My wife is going to have an abortion and divorce.

Only three years old, there will be no generation gap. It's just a different lifestyle before marriage. Now that we are married, neither of us can adapt to each other.

I suggest you talk it over with her. From what you said, it seems that you have lost confidence, but it is difficult to give up the baby in her womb. As for her, she may not be able to keep the child now. In this case, let's talk openly, but don't talk about divorce. You can start by saying that we haven't sat down and talked heart to heart for a long time. Then, talk about your thoughts, such as wanting children, why you want children, see how she answers, listen to her thoughts, and then answer reasonably. Ask her where she went out to play again and tell her that you are actually worried about her. No matter what her reason is, you can say, married, married, not a child. Remember to be grumpy and speak calmly. Even if she is angry, you should calm down and let the conversation continue. After all, she is younger than you, so be generous. If she doesn't promise to keep the baby, everything you do is in vain. Just give up, and then tell her parents what happened since they got married. Under the double pressure of divorce and parents, she may change her mind. When a woman has children, her personality will change and she will become family-oriented. And if she directly promised to give birth to you, or think about it, your efforts were not in vain, and it didn't take much effort. However, as long as she agrees to have children, no matter whether the reason is the former or the latter, you have one thing to decide here, and that is whether to find out what she really is. Even if I let you have a baby, I think she will still go out to play, especially at night. Do you want to see what happened after she told you a reason? And if she is not in the place mentioned, then you are the most difficult, much more difficult than your decision now, because it means that she cheated, and cheated after marriage. So are you looking forward to a change after childbirth for the sake of your child, or are you going to divorce directly after the child is born and let the child lose his mother?

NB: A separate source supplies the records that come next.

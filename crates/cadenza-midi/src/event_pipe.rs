//! A fixed set of event logs addressed by port index.

use crate::compat::{fmt, Vec};
use crate::EventLog;
use cadenza_core::Result;

/// `size()` allocated event logs of which the first `len()` are active.
///
/// Shrinking only lowers the active count; the logs beyond it keep their
/// capacity and content. Growing past `size()` discards every log and
/// builds a fresh set.
#[derive(Clone, Default)]
pub struct EventPipe {
    logs: Vec<EventLog>,
    used: usize,
    log_capacity: usize,
}

impl EventPipe {
    /// `n` empty logs without reserved arenas.
    pub fn new(n: usize) -> Result<Self> {
        Self::with_capacity(n, 0)
    }

    /// `n` empty logs, each reserving `bytes_per_log`. Logs created by a
    /// later destructive grow reserve the same amount.
    pub fn with_capacity(n: usize, bytes_per_log: usize) -> Result<Self> {
        let mut pipe = Self {
            logs: Vec::new(),
            used: 0,
            log_capacity: bytes_per_log,
        };
        pipe.logs = build_logs(n, bytes_per_log)?;
        pipe.used = n;
        Ok(pipe)
    }

    /// Allocated slots.
    #[inline]
    pub fn size(&self) -> usize {
        self.logs.len()
    }

    /// Active slots.
    #[inline]
    pub fn len(&self) -> usize {
        self.used
    }

    #[inline]
    pub fn is_empty(&self) -> bool {
        self.used == 0
    }

    /// Sets the active count to `n`.
    ///
    /// Within `size()` this only moves the active count. Above it, every
    /// existing log and its content is dropped and `n` new logs are built;
    /// on error the pipe is left as it was.
    pub fn resize(&mut self, n: usize) -> Result<()> {
        if n <= self.logs.len() {
            if n != self.used {
                tracing::debug!(from = self.used, to = n, "event pipe active count changed");
                self.used = n;
            }
            return Ok(());
        }

        tracing::warn!(
            from = self.logs.len(),
            to = n,
            "growing event pipe discards the content of every log"
        );
        self.logs = build_logs(n, self.log_capacity)?;
        self.used = n;
        Ok(())
    }

    /// [`resize`](Self::resize) that also makes every allocated log, and
    /// every log built by a later destructive grow, reserve at least
    /// `bytes_per_log`.
    ///
    /// On error the active count and the per-log reserve are unchanged.
    pub fn resize_with_capacity(&mut self, n: usize, bytes_per_log: usize) -> Result<()> {
        if n > self.logs.len() {
            let previous = core::mem::replace(&mut self.log_capacity, bytes_per_log);
            if let Err(err) = self.resize(n) {
                self.log_capacity = previous;
                return Err(err);
            }
            return Ok(());
        }

        for log in &mut self.logs {
            log.reserve(bytes_per_log)?;
        }
        self.log_capacity = bytes_per_log;
        self.resize(n)
    }

    /// Bytes each newly built log reserves.
    #[inline]
    pub fn log_capacity(&self) -> usize {
        self.log_capacity
    }

    /// The active log at `index`.
    #[inline]
    pub fn get(&self, index: usize) -> Option<&EventLog> {
        self.logs[..self.used].get(index)
    }

    #[inline]
    pub fn get_mut(&mut self, index: usize) -> Option<&mut EventLog> {
        self.logs[..self.used].get_mut(index)
    }

    /// Clears the log at `index`; out-of-range indices are ignored.
    pub fn clear(&mut self, index: usize) {
        if let Some(log) = self.get_mut(index) {
            log.clear();
        }
    }

    /// Clears every active log.
    pub fn clear_all(&mut self) {
        self.iter_mut().for_each(EventLog::clear);
    }

    pub fn iter(&self) -> core::slice::Iter<'_, EventLog> {
        self.logs[..self.used].iter()
    }

    pub fn iter_mut(&mut self) -> core::slice::IterMut<'_, EventLog> {
        self.logs[..self.used].iter_mut()
    }

    /// Exchanges the active log at `index` with `log`. Returns `false` if
    /// `index` is not active.
    pub fn swap_log(&mut self, index: usize, log: &mut EventLog) -> bool {
        match self.get_mut(index) {
            Some(slot) => {
                slot.swap(log);
                true
            }
            None => false,
        }
    }
}

fn build_logs(n: usize, bytes_per_log: usize) -> Result<Vec<EventLog>> {
    let mut logs = Vec::new();
    logs.try_reserve_exact(n)?;
    for _ in 0..n {
        logs.push(EventLog::with_capacity(bytes_per_log)?);
    }
    Ok(logs)
}

impl fmt::Display for EventPipe {
    fn fmt(&self, f: &mut fmt::Formatter<'_>) -> fmt::Result {
        write!(f, "EventPipe: nbuffers={}", self.used)
    }
}

impl fmt::Debug for EventPipe {
    fn fmt(&self, f: &mut fmt::Formatter<'_>) -> fmt::Result {
        f.debug_struct("EventPipe")
            .field("size", &self.size())
            .field("used", &self.used)
            .field("logs", &&self.logs[..self.used])
            .finish()
    }
}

Because of her infidelity, do you want to test DNA to determine whether the child is yours?

These things are not alarmist, but some possible speculations made through your story, which you must consider.

It is difficult to get married, it is even harder to divorce, and it is even harder to divorce a pregnant woman.

Many friends have given you the answers. I hope you can think for yourself and don't be impulsive. Calmly analyze everything, and then make the choice you think is the most correct. But please don't regret.